A Cold Spring Harbor Laboratory spinoff with less than a year under its belt has sped past $1 million in licensing revenue on the lab’s patented “short hairpin RNA” technology.
Ronkonkoma-based Hairpin Technologies was launched in 2015 to expand the commercial distribution of, and develop new research uses for, shRNA, a versatile biomedical research and drug-discovery tool invented by Gregory Hannon, a CSHL professor and former researcher at the Howard Hughes Medical Institute in Maryland.
As the exclusive licensing agent for the laboratory’s shRNA portfolio, Hairpin Technologies negotiates licensing agreements with manufacturers, distributors and end-users. The shRNA tech, which according to Hairpin is “protected by a robust portfolio of U.S. and international patents,” involves RNA sequences that make tight “hairpin” turns; those turns create “RNA interference,” effectively silencing certain gene activity, or expressions.
Isolating and manipulating specific gene expressions represents a major step toward better understanding a host of biological functions and the role of specific genes in certain diseases, as well as identifying pharmaceutical targets.
Joseph Scaduto, Hairpin Technologies’ cofounder and managing partner, said the quick ascent to $1 million in licensing revenues “demonstrates the value and versatility of the shRNA technology.”

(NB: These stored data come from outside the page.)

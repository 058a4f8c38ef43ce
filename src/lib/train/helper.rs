/*
 * Ticker-LSTM, a stock price forecasting workbench built on LSTM
 * Copyright (C) 2025 Athaariq A. Ramadhani <foss@athaariq.my.id>
 *
 * This program is free software: you can redistribute it and/or modify
 * it under the terms of the GNU General Public License as published by
 * the Free Software Foundation, either version 3 of the License, or
 * (at your option) any later version.
 *
 * This program is distributed in the hope that it will be useful,
 * but WITHOUT ANY WARRANTY; without even the implied warranty of
 * MERCHANTABILITY or FITNESS FOR A PARTICULAR PURPOSE.  See the
 * GNU General Public License for more details.
 *
 * You should have received a copy of the GNU General Public License
 * along with this program.  If not, see <http://www.gnu.org/licenses/>.
 */

use burn::{
	module::AutodiffModule,
	nn::loss::{MseLoss, Reduction::Mean},
	optim::{GradientsParams, Optimizer},
	tensor::{
		backend::{AutodiffBackend, Backend},
		ElementConversion, Int, Tensor, TensorData,
	},
};
use ndarray::{Array2, ArrayD, ArrayView3};
use rand::{rngs::StdRng, seq::SliceRandom};

use super::model::*;
use super::typedef::*;
use crate::error::{ForecastError, Result};
use crate::preprocess::typedef::SegmentTensors;

pub(crate) fn inputs_to_tensor<B: Backend>(inputs: ArrayView3<'_, f64>, device: &B::Device) -> Tensor<B, 3> {
	let (count, steps, features) = inputs.dim();
	let flatten = inputs.iter().map(|each| *each as f32).collect::<Vec<_>>();
	Tensor::from_data(TensorData::new(flatten, [count, steps, features]), device)
}

/// Targets as `(count, width)`, whether they were squeezed to `(count,)` or not.
pub(crate) fn targets_to_tensor<B: Backend>(targets: &ArrayD<f64>, device: &B::Device) -> Tensor<B, 2> {
	let count = targets.shape().first().copied().unwrap_or(0);
	let width = targets.shape().iter().skip(1).product::<usize>();
	let flatten = targets.iter().map(|each| *each as f32).collect::<Vec<_>>();
	Tensor::from_data(TensorData::new(flatten, [count, width]), device)
}

pub(crate) fn tensor_to_array<B: Backend>(tensor: Tensor<B, 2>) -> Result<Array2<f64>> {
	let [rows, columns] = tensor.dims();
	let values = tensor.into_data().iter::<f64>().collect::<Vec<_>>();
	Ok(Array2::from_shape_vec((rows, columns), values)?)
}

pub(super) fn check_shapes(
	config: &TrainingConfig,
	train: &SegmentTensors,
	validation: &SegmentTensors,
	window_size: usize,
) -> Result<()> {
	if config.epochs == 0 || config.batch_size == 0 {
		return Err(ForecastError::validation(
			"Epochs and batch size must be positive integers",
		));
	}

	if train.is_empty() || validation.is_empty() {
		return Err(ForecastError::validation(
			"Training needs at least one window in both the train and validation segments",
		));
	}

	if window_size != config.model.input_size {
		return Err(ForecastError::validation(format!(
			"Model expects windows of {} steps, data has {}",
			config.model.input_size, window_size
		)));
	}

	if train.feature_size() != config.model.feature_size {
		return Err(ForecastError::validation(format!(
			"Model expects {} features per step, data has {}",
			config.model.feature_size,
			train.feature_size()
		)));
	}

	if train.target_width() != config.model.output_size {
		return Err(ForecastError::validation(format!(
			"Model outputs {} values, targets have {}",
			config.model.output_size,
			train.target_width()
		)));
	}

	Ok(())
}

pub(super) fn send_segments_to_device<B: AutodiffBackend>(
	train: &SegmentTensors,
	validation: &SegmentTensors,
	device: &B::Device,
) -> TrainInput<B> {
	TrainInput {
		train_tensor: inputs_to_tensor(train.inputs.view(), device),
		train_target_tensor: targets_to_tensor(&train.targets, device),
		valid_tensor: inputs_to_tensor(validation.inputs.view(), device),
		valid_target_tensor: targets_to_tensor(&validation.targets, device),
	}
}

/// One shuffled pass over the training windows. Returns the updated model and the sample-weighted
/// mean training loss.
pub(super) fn train_one_epoch<B, O>(
	mut model: LstmNetwork<B>,
	optim: &mut O,
	input: &TrainInput<B>,
	config: &TrainingConfig,
	rng: &mut StdRng,
	device: &B::Device,
) -> Result<(LstmNetwork<B>, f64)>
where
	B: AutodiffBackend,
	O: Optimizer<LstmNetwork<B>, B>,
{
	let num_items = input.train_tensor.dims()[0];
	let mut order = (0..num_items as i64).collect::<Vec<_>>();
	order.shuffle(rng);

	let mut train_loss = 0f64;
	for batch in order.chunks(config.batch_size) {
		let indices = Tensor::<B, 1, Int>::from_data(TensorData::new(batch.to_vec(), [batch.len()]), device);
		let inputs = input.train_tensor.clone().select(0, indices.clone());
		let targets = input.train_target_tensor.clone().select(0, indices);

		let output = model.forward(inputs);
		let loss = MseLoss::new().forward(output, targets, Mean);
		let value = loss.clone().into_scalar().elem::<f64>();

		if !value.is_finite() {
			return Err(ForecastError::validation(format!(
				"Training loss diverged to {value}"
			)));
		}
		train_loss += value * batch.len() as f64;

		// Gradients for the current backward pass
		let grads = loss.backward();
		// Gradients linked to each parameter of the model
		let grads = GradientsParams::from_grads(grads, &model);
		// Update the model using the optimizer
		model = optim.step(config.learning_rate, model, grads);
	}

	Ok((model, train_loss / num_items as f64))
}

pub(super) fn validation_loss<B: AutodiffBackend>(
	model: &LstmNetwork<B>,
	input: &TrainInput<B>,
) -> Result<f64> {
	let model = model.valid();
	let output = model.forward(input.valid_tensor.clone());
	let loss = MseLoss::new()
		.forward(output, input.valid_target_tensor.clone(), Mean)
		.into_scalar()
		.elem::<f64>();

	if !loss.is_finite() {
		return Err(ForecastError::validation(format!(
			"Validation loss diverged to {loss}"
		)));
	}

	Ok(loss)
}

#[cfg(test)]
mod tests {
	use super::*;
	use burn::backend::{ndarray::NdArrayDevice, NdArray};
	use ndarray::array;

	#[test]
	fn squeezed_targets_become_one_column() {
		let device = NdArrayDevice::Cpu;
		let targets = array![1.0, 2.0, 3.0].into_dyn();
		let tensor = targets_to_tensor::<NdArray>(&targets, &device);

		assert_eq!(tensor.dims(), [3, 1]);
		assert_eq!(tensor_to_array(tensor).unwrap(), array![[1.0], [2.0], [3.0]]);
	}

	#[test]
	fn inputs_keep_their_layout() {
		let device = NdArrayDevice::Cpu;
		let inputs = ndarray::Array3::from_shape_fn((2, 3, 2), |(i, j, k)| (i * 100 + j * 10 + k) as f64);
		let tensor = inputs_to_tensor::<NdArray>(inputs.view(), &device);

		assert_eq!(tensor.dims(), [2, 3, 2]);
		let flat = tensor.into_data().iter::<f64>().collect::<Vec<_>>();
		assert_eq!(flat[3], 11.0);
		assert_eq!(flat[11], 121.0);
	}
}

Since officially launching last March, Hairpin Technologies has negotiated commercial distributor licenses for shRNA with the Sigma-Aldrich Corp., a Missouri-based life sciences firm acquired in 2014 by German biotech giant Merck, and California-based Life Technologies Corp., a now-retired brand acquired by Massachusetts Big Pharma stalwart Thermo Fisher Scientific in 2014.
Hairpin Technologies, which has sole rights to negotiate and execute license agreements regarding Hammon’s shRNA technology, has also bartered end-user licenses with a number of major-league international pharmaceutical distributors, including GlaxoSmithKline, Johnson & Johnson and Biogen.

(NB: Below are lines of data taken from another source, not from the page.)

/*
 * Ticker-LSTM, a stock price forecasting workbench built on LSTM
 * Copyright (C) 2025 Athaariq A. Ramadhani <foss@athaariq.my.id>
 *
 * This program is free software: you can redistribute it and/or modify
 * it under the terms of the GNU General Public License as published by
 * the Free Software Foundation, either version 3 of the License, or
 * (at your option) any later version.
 *
 * This program is distributed in the hope that it will be useful,
 * but WITHOUT ANY WARRANTY; without even the implied warranty of
 * MERCHANTABILITY or FITNESS FOR A PARTICULAR PURPOSE.  See the
 * GNU General Public License for more details.
 *
 * You should have received a copy of the GNU General Public License
 * along with this program.  If not, see <http://www.gnu.org/licenses/>.
 */

use burn::backend::{ndarray::NdArrayDevice, NdArray};
use chrono::{DateTime, Local};
use ndarray::{concatenate, Array1, Array2, ArrayView1, ArrayView2, Axis};
use serde::{Deserialize, Serialize};
use std::{collections::BTreeMap, ops::Range, sync::Arc};
use tracing::info;

use crate::error::{ForecastError, Result};
use crate::evaluate::typedef::Predictions;
use crate::preprocess::typedef::{Preprocessed, SplitData, SplitRatio};
use crate::train::typedef::TrainedForecaster;

#[derive(Deserialize, Serialize, Clone, Debug, PartialEq)]
#[serde(untagged)]
pub enum CellValue {
	String(String),
	Number(f64),
	DateTime(DateTime<Local>),
	Boolean(bool),
}

impl Default for CellValue {
	fn default() -> Self {
		CellValue::String(String::new())
	}
}

impl CellValue {
	/// Numeric view of the cell. Blank cells read as missing (NaN), anything else non-numeric is `None`.
	pub fn as_number(&self) -> Option<f64> {
		match self {
			CellValue::Number(number) => Some(*number),
			CellValue::String(text) if text.trim().is_empty() => Some(f64::NAN),
			_ => None,
		}
	}
}

/// Column-major view of one instrument: a strictly increasing timestamp index with named `f64` columns.
/// Missing observations are stored as NaN.
#[derive(Clone, Debug, PartialEq)]
pub struct TimeTable {
	index: Vec<DateTime<Local>>,
	columns: Vec<Arc<String>>,
	values: Array2<f64>,
}

impl TimeTable {
	pub fn new(
		index: Vec<DateTime<Local>>,
		columns: Vec<Arc<String>>,
		values: Array2<f64>,
	) -> Result<Self> {
		if values.nrows() != index.len() {
			return Err(ForecastError::validation(format!(
				"Table has {} rows but {} timestamps",
				values.nrows(),
				index.len()
			)));
		}

		if values.ncols() != columns.len() {
			return Err(ForecastError::validation(format!(
				"Table has {} columns but {} column names",
				values.ncols(),
				columns.len()
			)));
		}

		if let Some(duplicate) = columns
			.iter()
			.enumerate()
			.find(|(i, name)| columns[..*i].contains(*name))
			.map(|(_, name)| name)
		{
			return Err(ForecastError::validation(format!(
				"Column \"{duplicate}\" appears more than once"
			)));
		}

		if let Some(pair) = index.windows(2).find(|pair| pair[0] >= pair[1]) {
			return Err(ForecastError::validation(format!(
				"Timestamps must be strictly increasing, found {} followed by {}",
				pair[0].to_rfc3339(),
				pair[1].to_rfc3339()
			)));
		}

		Ok(Self {
			index,
			columns,
			values,
		})
	}

	/// Builds a table from parsed cells, rejecting anything that is not a number or a blank.
	pub fn from_cells(
		index: Vec<DateTime<Local>>,
		columns: Vec<Arc<String>>,
		rows: &[Vec<CellValue>],
	) -> Result<Self> {
		let width = columns.len();
		let mut values = Array2::<f64>::from_elem((rows.len(), width), f64::NAN);

		for (row_index, row) in rows.iter().enumerate() {
			for (column_index, cell) in row.iter().take(width).enumerate() {
				values[[row_index, column_index]] = cell.as_number().ok_or_else(|| {
					ForecastError::Type(format!(
						"Column \"{}\" holds non-numeric value {:?} at row {}",
						columns[column_index], cell, row_index
					))
				})?;
			}
		}

		Self::new(index, columns, values)
	}

	pub fn index(&self) -> &[DateTime<Local>] {
		&self.index
	}

	pub fn columns(&self) -> &[Arc<String>] {
		&self.columns
	}

	pub fn values(&self) -> ArrayView2<'_, f64> {
		self.values.view()
	}

	pub fn len(&self) -> usize {
		self.index.len()
	}

	pub fn is_empty(&self) -> bool {
		self.index.is_empty()
	}

	pub fn width(&self) -> usize {
		self.columns.len()
	}

	pub fn has_column(&self, name: &str) -> bool {
		self.columns.iter().any(|each| each.as_str() == name)
	}

	pub fn column_position(&self, name: &str) -> Result<usize> {
		self.columns
			.iter()
			.position(|each| each.as_str() == name)
			.ok_or_else(|| ForecastError::lookup(name))
	}

	pub fn column(&self, name: &str) -> Result<ArrayView1<'_, f64>> {
		let position = self.column_position(name)?;
		Ok(self.values.column(position))
	}

	/// Single-column table sharing this table's index.
	pub fn select(&self, name: &str) -> Result<TimeTable> {
		let position = self.column_position(name)?;
		Ok(Self {
			index: self.index.clone(),
			columns: vec![self.columns[position].clone()],
			values: self.values.column(position).to_owned().insert_axis(Axis(1)),
		})
	}

	/// Contiguous, order-preserving row range.
	pub fn rows(&self, range: Range<usize>) -> TimeTable {
		Self {
			index: self.index[range.clone()].to_vec(),
			columns: self.columns.clone(),
			values: self.values.slice(ndarray::s![range, ..]).to_owned(),
		}
	}

	/// Rows stamped at or after `start`.
	pub fn since(&self, start: DateTime<Local>) -> TimeTable {
		let offset = self.index.partition_point(|each| *each < start);
		self.rows(offset..self.len())
	}

	/// Same index and column names over new values of identical shape.
	pub fn with_values(&self, values: Array2<f64>) -> Result<TimeTable> {
		if values.dim() != self.values.dim() {
			return Err(ForecastError::validation(format!(
				"Expected values of shape {:?}, got {:?}",
				self.values.dim(),
				values.dim()
			)));
		}

		Ok(Self {
			index: self.index.clone(),
			columns: self.columns.clone(),
			values,
		})
	}

	/// Appends a column, or replaces it when the name already exists.
	pub fn with_column(&self, name: &str, column: Array1<f64>) -> Result<TimeTable> {
		if column.len() != self.len() {
			return Err(ForecastError::validation(format!(
				"Column \"{name}\" has {} values but the table has {} rows",
				column.len(),
				self.len()
			)));
		}

		let mut table = self.clone();
		match table.column_position(name) {
			Ok(position) => table.values.column_mut(position).assign(&column),
			Err(_) => {
				table.values = concatenate(
					Axis(1),
					&[table.values.view(), column.view().insert_axis(Axis(1))],
				)?;
				table.columns.push(Arc::new(name.to_string()));
			}
		}

		Ok(table)
	}

	pub fn has_missing(&self) -> bool {
		self.values.iter().any(|each| each.is_nan())
	}

	pub fn has_infinite(&self) -> bool {
		self.values.iter().any(|each| each.is_infinite())
	}
}

/// What the user picked to forecast.
#[derive(Clone, Debug, PartialEq)]
pub struct Selection {
	pub symbol: String,
	pub feature: String,
	pub window_size: usize,
	pub ratio: SplitRatio,
}

/// Everything gathered so far in one forecasting session. Each stage is an immutable handle; moving to a
/// new stage returns a new state and drops whatever depended on the stage being replaced.
#[derive(Default, Clone, Debug)]
pub struct PipelineState {
	stock_data: Option<Arc<BTreeMap<String, TimeTable>>>,
	selection: Option<Selection>,
	split_data: Option<Arc<SplitData>>,
	preprocessed: Option<Arc<Preprocessed>>,
	trained: Option<Arc<TrainedForecaster<NdArray>>>,
}

impl PipelineState {
	pub fn gathered(stock_data: BTreeMap<String, TimeTable>) -> Self {
		Self {
			stock_data: Some(Arc::new(stock_data)),
			..Default::default()
		}
	}

	pub fn stock_data(&self) -> Option<&BTreeMap<String, TimeTable>> {
		self.stock_data.as_deref()
	}

	pub fn selection(&self) -> Option<&Selection> {
		self.selection.as_ref()
	}

	pub fn split_data(&self) -> Option<&Arc<SplitData>> {
		self.split_data.as_ref()
	}

	pub fn preprocessed(&self) -> Option<&Arc<Preprocessed>> {
		self.preprocessed.as_ref()
	}

	pub fn trained(&self) -> Option<&Arc<TrainedForecaster<NdArray>>> {
		self.trained.as_ref()
	}

	/// Splits the selected column. Anything derived from a previous split is discarded.
	pub fn with_split(&self, selection: Selection) -> Result<Self> {
		let stock_data = self.stock_data.as_ref().ok_or_else(|| {
			ForecastError::validation("No data available, gather stock data first")
		})?;

		let split_data = crate::preprocess::command::split_dataset_sequentially(
			stock_data,
			(selection.symbol.as_str(), selection.feature.as_str()),
			selection.ratio,
		)?;

		Ok(Self {
			stock_data: Some(stock_data.clone()),
			selection: Some(selection),
			split_data: Some(Arc::new(split_data)),
			preprocessed: None,
			trained: None,
		})
	}

	/// Splits then preprocesses the selected column. Any previously trained model is discarded.
	pub fn with_preprocessing(&self, selection: Selection) -> Result<Self> {
		let state = self.with_split(selection)?;
		let (Some(split_data), Some(selection)) = (state.split_data.as_ref(), state.selection.as_ref())
		else {
			return Err(ForecastError::validation("Split stage is incomplete"));
		};

		let preprocessed = crate::preprocess::command::preprocess(
			&split_data.train,
			&split_data.validation,
			&split_data.test,
			selection.window_size,
		)?;

		info!(
			symbol = %selection.symbol,
			feature = %selection.feature,
			window_size = selection.window_size,
			"Preprocessing stage ready"
		);

		Ok(Self {
			preprocessed: Some(Arc::new(preprocessed)),
			..state
		})
	}

	/// Replaces the trained stage. Requires preprocessing to have happened.
	pub fn with_trained(&self, trained: TrainedForecaster<NdArray>) -> Result<Self> {
		if self.preprocessed.is_none() {
			return Err(ForecastError::validation(
				"Missing preprocessing data, complete data preprocessing first",
			));
		}

		Ok(Self {
			trained: Some(Arc::new(trained)),
			..self.clone()
		})
	}

	pub fn predictions(&self) -> Result<Predictions> {
		let preprocessed = self.preprocessed.as_ref().ok_or_else(|| {
			ForecastError::validation("Missing preprocessing data, complete data preprocessing first")
		})?;
		let trained = self.trained.as_ref().ok_or_else(|| {
			ForecastError::validation("No trained model available, train the model first")
		})?;

		crate::evaluate::command::predict(&trained.model, preprocessed, &NdArrayDevice::Cpu)
	}
}

#[cfg(test)]
mod tests {
	use super::*;
	use chrono::{Duration, TimeZone};
	use ndarray::array;

	fn index(count: usize) -> Vec<DateTime<Local>> {
		let start = Local.with_ymd_and_hms(2024, 1, 1, 12, 0, 0).unwrap();
		(0..count).map(|i| start + Duration::days(i as i64)).collect()
	}

	fn names(names: &[&str]) -> Vec<Arc<String>> {
		names.iter().map(|each| Arc::new(each.to_string())).collect()
	}

	#[test]
	fn rejects_unordered_index() {
		let mut stamps = index(3);
		stamps.swap(0, 1);
		let result = TimeTable::new(stamps, names(&["Close"]), array![[1.0], [2.0], [3.0]]);
		assert!(matches!(result, Err(ForecastError::Validation(_))));
	}

	#[test]
	fn select_keeps_index_and_name() {
		let table = TimeTable::new(
			index(3),
			names(&["Open", "Close"]),
			array![[1.0, 10.0], [2.0, 20.0], [3.0, 30.0]],
		)
		.unwrap();

		let close = table.select("Close").unwrap();
		assert_eq!(close.index(), table.index());
		assert_eq!(close.columns()[0].as_str(), "Close");
		assert_eq!(close.values(), array![[10.0], [20.0], [30.0]]);

		assert!(matches!(table.select("Volume"), Err(ForecastError::Lookup(_))));
	}

	#[test]
	fn from_cells_rejects_text() {
		let rows = vec![
			vec![CellValue::Number(1.0)],
			vec![CellValue::String(String::from("n/a"))],
		];
		let result = TimeTable::from_cells(index(2), names(&["Close"]), &rows);
		assert!(matches!(result, Err(ForecastError::Type(_))));
	}

	#[test]
	fn from_cells_reads_blank_as_missing() {
		let rows = vec![
			vec![CellValue::Number(1.0)],
			vec![CellValue::String(String::new())],
		];
		let table = TimeTable::from_cells(index(2), names(&["Close"]), &rows).unwrap();
		assert!(table.has_missing());
		assert!(!table.has_infinite());
	}

	#[test]
	fn with_column_appends_then_replaces() {
		let table = TimeTable::new(index(2), names(&["Close"]), array![[1.0], [2.0]]).unwrap();

		let appended = table.with_column("Volume", array![5.0, 6.0]).unwrap();
		assert_eq!(appended.width(), 2);

		let replaced = appended.with_column("Close", array![7.0, 8.0]).unwrap();
		assert_eq!(replaced.width(), 2);
		assert_eq!(replaced.column("Close").unwrap(), array![7.0, 8.0]);
	}

	#[test]
	fn since_trims_older_rows() {
		let stamps = index(5);
		let table = TimeTable::new(
			stamps.clone(),
			names(&["Close"]),
			array![[1.0], [2.0], [3.0], [4.0], [5.0]],
		)
		.unwrap();

		let recent = table.since(stamps[3]);
		assert_eq!(recent.len(), 2);
		assert_eq!(recent.index()[0], stamps[3]);
	}

	#[test]
	fn pipeline_requires_data_before_preprocessing() {
		let state = PipelineState::default();
		let selection = Selection {
			symbol: String::from("AAPL"),
			feature: String::from("Close"),
			window_size: 8,
			ratio: SplitRatio::default(),
		};

		assert!(matches!(
			state.with_preprocessing(selection),
			Err(ForecastError::Validation(_))
		));
	}
}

Teri Willey, CSHL’s vice president of business development and technology transfer, said the laboratory was extremely pleased with Hairpin Technologies’ rapid progress.

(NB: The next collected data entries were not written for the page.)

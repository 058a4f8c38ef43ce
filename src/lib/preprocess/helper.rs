/*
 * Ticker-LSTM, a stock price forecasting workbench built on LSTM
 * Copyright (C) 2025 Athaariq A. Ramadhani <foss@athaariq.my.id>
 *
 * This program is free software: you can redistribute it and/or modify
 * it under the terms of the GNU General Public License as published by
 * the Free Software Foundation, either version 3 of the License, or
 * (at your option) any later version.
 *
 * This program is distributed in the hope that it will be useful,
 * but WITHOUT ANY WARRANTY; without even the implied warranty of
 * MERCHANTABILITY or FITNESS FOR A PARTICULAR PURPOSE.  See the
 * GNU General Public License for more details.
 *
 * You should have received a copy of the GNU General Public License
 * along with this program.  If not, see <http://www.gnu.org/licenses/>.
 */

use ndarray::{ArrayD, ArrayViewD};

use super::typedef::*;
use crate::error::{ForecastError, Result};
use crate::typedef::{CellValue, TimeTable};

/// End of the train segment and end of the validation segment for `n` samples. Any remainder left by
/// flooring both boundaries grows validation by one sample, never test.
pub(super) fn split_boundaries(n: usize, ratio: SplitRatio) -> (usize, usize) {
	let train_end = ((ratio.train * n as f64).floor() as usize).min(n);
	let mut validation_end = (train_end + (ratio.validation * n as f64).floor() as usize).min(n);

	if validation_end < n {
		validation_end += 1;
	}

	(train_end, validation_end)
}

/// Drops singleton axes after the leading one, so `(count, 1)` becomes `(count,)` while the window count
/// survives even when it is 1.
pub(super) fn squeezed_shape(shape: &[usize]) -> Vec<usize> {
	shape
		.iter()
		.enumerate()
		.filter(|(axis, length)| *axis == 0 || **length != 1)
		.map(|(_, length)| *length)
		.collect()
}

pub(super) fn cells_to_numbers(cells: ArrayViewD<'_, CellValue>) -> Result<ArrayD<f64>> {
	if let Some(offender) = cells.iter().find(|each| !matches!(each, CellValue::Number(_))) {
		return Err(ForecastError::Type(format!(
			"Input data must be numeric, found {offender:?}"
		)));
	}

	Ok(cells.map(|each| match each {
		CellValue::Number(number) => *number,
		_ => f64::NAN,
	}))
}

/// Every segment is checked for missing values before any is checked for infinite ones.
pub(super) fn ensure_clean(segments: &[(Segment, &TimeTable)]) -> Result<()> {
	if let Some((segment, _)) = segments.iter().find(|(_, table)| table.has_missing()) {
		return Err(ForecastError::validation(format!(
			"Input data contains missing values (first seen in the {segment} segment)"
		)));
	}

	if let Some((segment, _)) = segments.iter().find(|(_, table)| table.has_infinite()) {
		return Err(ForecastError::validation(format!(
			"Input data contains infinite values (first seen in the {segment} segment)"
		)));
	}

	Ok(())
}

pub(super) fn ensure_matching_columns(reference: &TimeTable, segments: &[(Segment, &TimeTable)]) -> Result<()> {
	for (segment, table) in segments {
		if table.columns() != reference.columns() {
			return Err(ForecastError::validation(format!(
				"The {segment} segment has columns {:?}, expected {:?}",
				table.columns(),
				reference.columns()
			)));
		}
	}

	Ok(())
}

“We are very grateful to Hairpin Technologies for representing the shRNA patent portfolio … and for generating this licensing revenue in such a short period of time,” Wiley said in a statement.
How quickly Hairpin Technologies and the shRNA portfolio cross the $2 million licensing-revenue plateau remains to be seen. The startup continues to conduct marketing, corporate outreach and out-licensing efforts on behalf of the CSHL intellectual property, and according to Scaduto – who is also founder and CEO of Stony Brook-based pharmaceuticals-commercialization enterprise Traverse Biosciences – should continue to pile up new distributor and end-user agreements at a good clip.
“Our recent success in securing non-exclusive license agreements with commercial distributors and end-user demonstrates (shRNA’s) importance to research and development efforts throughout the pharmaceutical and biotechnology industries,” Scaduto said.
“We fully anticipate that Hairpin Technologies will continue to expand licensing activity throughout 2016.”